Nothing, no one, will stop this ghost from achieving his goal: Jude's total and utter destruction.
What can a ghost do? Oh, you'd be surprised. I was. With every chapter, Joe Hill came up with some fabulously scary stuff. Nothing is as it seems, whether it's the radio, the "muscle" car renovated for the love of it, faithful dogs, family history, Denny's — not even a person's past, and certainly not a person's future.
Hill is a great writer. His first collection of stories, 20th Century Ghosts, won awards and recognition from his peers and readers (including the Bram Stoker Award, the British Fantasy Award,and the International Horror Guild Award). Only as his novel was about to hit the street did he admit to his representatives the truth: he is the son of Stephen and Tabitha King.

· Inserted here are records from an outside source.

//! Sample Buffer Assembly
//!
//! Holds decoded per-channel audio and turns it into the frame-major
//! interleaved stream the WAVE encoder consumes.

use crate::error::{Result, WavrecError};
use crate::wav::MAX_CHANNELS;

// ============================================================================
// Decoded Audio
// ============================================================================

/// Decoded multi-channel audio as handed over by the decode stage
///
/// One float sequence per channel, all sharing `sample_rate`. Values are
/// nominally in `[-1.0, 1.0]` but are not required to be.
#[derive(Debug, Clone, PartialEq)]
pub struct DecodedAudio {
    /// Per-channel samples, channel 0 first
    pub channels: Vec<Vec<f32>>,
    /// Samples per second per channel
    pub sample_rate: u32,
}

impl DecodedAudio {
    /// Create decoded audio, rejecting empty or ragged channel data
    pub fn new(channels: Vec<Vec<f32>>, sample_rate: u32) -> Result<Self> {
        let decoded = Self {
            channels,
            sample_rate,
        };
        decoded.validate()?;
        Ok(decoded)
    }

    /// Check the invariants: at least one channel, all channels equal length,
    /// positive sample rate and a channel count that fits the WAVE header
    pub fn validate(&self) -> Result<()> {
        if self.channels.is_empty() {
            return Err(WavrecError::malformed("decoded audio has no channels"));
        }
        if self.channels.len() > MAX_CHANNELS as usize {
            return Err(WavrecError::malformed(format!(
                "{} channels exceeds the WAVE limit of {}",
                self.channels.len(),
                MAX_CHANNELS
            )));
        }
        if self.sample_rate == 0 {
            return Err(WavrecError::malformed("sample rate must be positive"));
        }

        let frames = self.channels[0].len();
        if let Some((index, channel)) = self
            .channels
            .iter()
            .enumerate()
            .find(|(_, channel)| channel.len() != frames)
        {
            return Err(WavrecError::malformed(format!(
                "channel {} has {} frames, expected {}",
                index,
                channel.len(),
                frames
            )));
        }

        Ok(())
    }

    /// Number of channels
    pub fn channel_count(&self) -> usize {
        self.channels.len()
    }

    /// Number of frames (samples per channel)
    pub fn frame_count(&self) -> usize {
        self.channels.first().map_or(0, Vec::len)
    }

    /// Duration in seconds
    pub fn duration_secs(&self) -> f64 {
        if self.sample_rate == 0 {
            return 0.0;
        }
        self.frame_count() as f64 / self.sample_rate as f64
    }

    /// Get samples for a specific channel
    pub fn channel(&self, index: usize) -> Option<&[f32]> {
        self.channels.get(index).map(Vec::as_slice)
    }
}

// ============================================================================
// Interleaved Samples
// ============================================================================

/// Frame-major interleaved samples: `[c0f0, c1f0, c0f1, c1f1, ...]`
///
/// The sample count is always a whole number of frames.
#[derive(Debug, Clone, PartialEq)]
pub struct InterleavedSamples {
    samples: Vec<f32>,
    channel_count: u16,
}

impl InterleavedSamples {
    /// Wrap an already interleaved stream
    pub fn new(samples: Vec<f32>, channel_count: u16) -> Result<Self> {
        if channel_count == 0 {
            return Err(WavrecError::malformed("channel count must be at least 1"));
        }
        if channel_count > MAX_CHANNELS {
            return Err(WavrecError::malformed(format!(
                "{} channels exceeds the WAVE limit of {}",
                channel_count, MAX_CHANNELS
            )));
        }
        if samples.len() % channel_count as usize != 0 {
            return Err(WavrecError::malformed(format!(
                "sample count {} is not divisible by channel count {}",
                samples.len(),
                channel_count
            )));
        }
        Ok(Self {
            samples,
            channel_count,
        })
    }

    /// The interleaved samples
    pub fn samples(&self) -> &[f32] {
        &self.samples
    }

    /// Number of interleaved channels
    pub fn channel_count(&self) -> u16 {
        self.channel_count
    }

    /// Number of frames
    pub fn frame_count(&self) -> usize {
        self.samples.len() / self.channel_count as usize
    }

    /// Total number of samples across all channels
    pub fn len(&self) -> usize {
        self.samples.len()
    }

    /// True when there are no frames
    pub fn is_empty(&self) -> bool {
        self.samples.is_empty()
    }

    /// Sample for `channel` at `frame`
    pub fn get(&self, frame: usize, channel: usize) -> Option<f32> {
        if channel >= self.channel_count as usize {
            return None;
        }
        self.samples
            .get(frame * self.channel_count as usize + channel)
            .copied()
    }

    /// Split back into per-channel sequences
    pub fn to_decoded(&self, sample_rate: u32) -> Result<DecodedAudio> {
        DecodedAudio::new(
            deinterleave(&self.samples, self.channel_count as usize),
            sample_rate,
        )
    }

    /// Consume and return the raw sample vector
    pub fn into_vec(self) -> Vec<f32> {
        self.samples
    }
}

/// Interleave decoded channels into a single frame-major stream
///
/// Element `frame * channel_count + channel` of the result equals
/// `decoded.channels[channel][frame]`. Out-of-range values pass through
/// untouched; clipping happens in the encoder.
///
/// # Errors
/// * `MalformedInput` - no channels, or channels of differing lengths
pub fn interleave(decoded: &DecodedAudio) -> Result<InterleavedSamples> {
    decoded.validate()?;

    let num_channels = decoded.channel_count();
    let frames = decoded.frame_count();
    let mut result = Vec::with_capacity(frames * num_channels);

    for frame in 0..frames {
        for channel in &decoded.channels {
            result.push(channel[frame]);
        }
    }

    log::debug!(
        "Interleaved {} frames x {} channels",
        frames,
        num_channels
    );

    InterleavedSamples::new(result, num_channels as u16)
}

/// De-interleave samples from [L,R,L,R,...] to [[L,L,...], [R,R,...]]
///
/// A trailing partial frame is dropped.
pub fn deinterleave(samples: &[f32], channels: usize) -> Vec<Vec<f32>> {
    if channels == 0 {
        return Vec::new();
    }

    let frames = samples.len() / channels;
    let mut result = vec![Vec::with_capacity(frames); channels];

    for (i, sample) in samples.iter().take(frames * channels).enumerate() {
        result[i % channels].push(*sample);
    }

    result
}

// ============================================================================
// Test Signals
// ============================================================================

/// Generate a sine test tone, identical on every channel
///
/// # Arguments
/// * `frequency` - Frequency of the sine wave in Hz
/// * `duration_secs` - Duration of the tone in seconds
/// * `sample_rate` - Sample rate in Hz
/// * `channels` - Number of channels to fill
/// * `amplitude` - Peak amplitude (1.0 = full scale)
pub fn generate_test_tone(
    frequency: f32,
    duration_secs: f32,
    sample_rate: u32,
    channels: usize,
    amplitude: f32,
) -> Result<DecodedAudio> {
    let num_frames = (duration_secs * sample_rate as f32) as usize;
    let angular_freq = 2.0 * std::f32::consts::PI * frequency / sample_rate as f32;

    let tone: Vec<f32> = (0..num_frames)
        .map(|i| amplitude * (angular_freq * i as f32).sin())
        .collect();

    DecodedAudio::new(vec![tone; channels], sample_rate)
}

// ============================================================================
// Tests
// ============================================================================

This news did not win him points in my book. Instead, I wanted him to make his bones with me. I read his dad's good stuff. I also read enough of his dad's not-as-good stuff to know that not everything King is gold. I needed proof that I could trust this author to scare me.
And he earned that trust. (However, every time I walked past the book, I sang the first verse of "Joe Hill.")
David and I read a chapter a night aloud, and it was very suspenseful and scary. More often than not, I would clutch David's arm as I read because the story or the images in the story were too creepy. I would not, could not, read ahead — for a number of reasons: chiefly because I was too scared to read it alone.
I am not the only one. My friend Lois told me she stopped reading at page 57 — and when we got there, I understood why. Without my Reading Buddy, I would have stopped before then.
I strongly recommend Heart-Shaped Box, but do not risk it without your Reading Buddy. This fabulous book is not to be read alone.
This one does sound good, but I'll leave the scary stuff to you! I like suspense, but not out-and-out horror. My reading buddy doesn't like horror either, so pairing up on this wouldn't help. One question: Were you ever tempted to put the book in the freezer (a la Joey-style in Friends)?
ReplyDeleteYes. When my Reading Buddy was out of town, it nearly went in the freezer.
ReplyDelete(However, strangely enough, I was not tempted to read it without him.)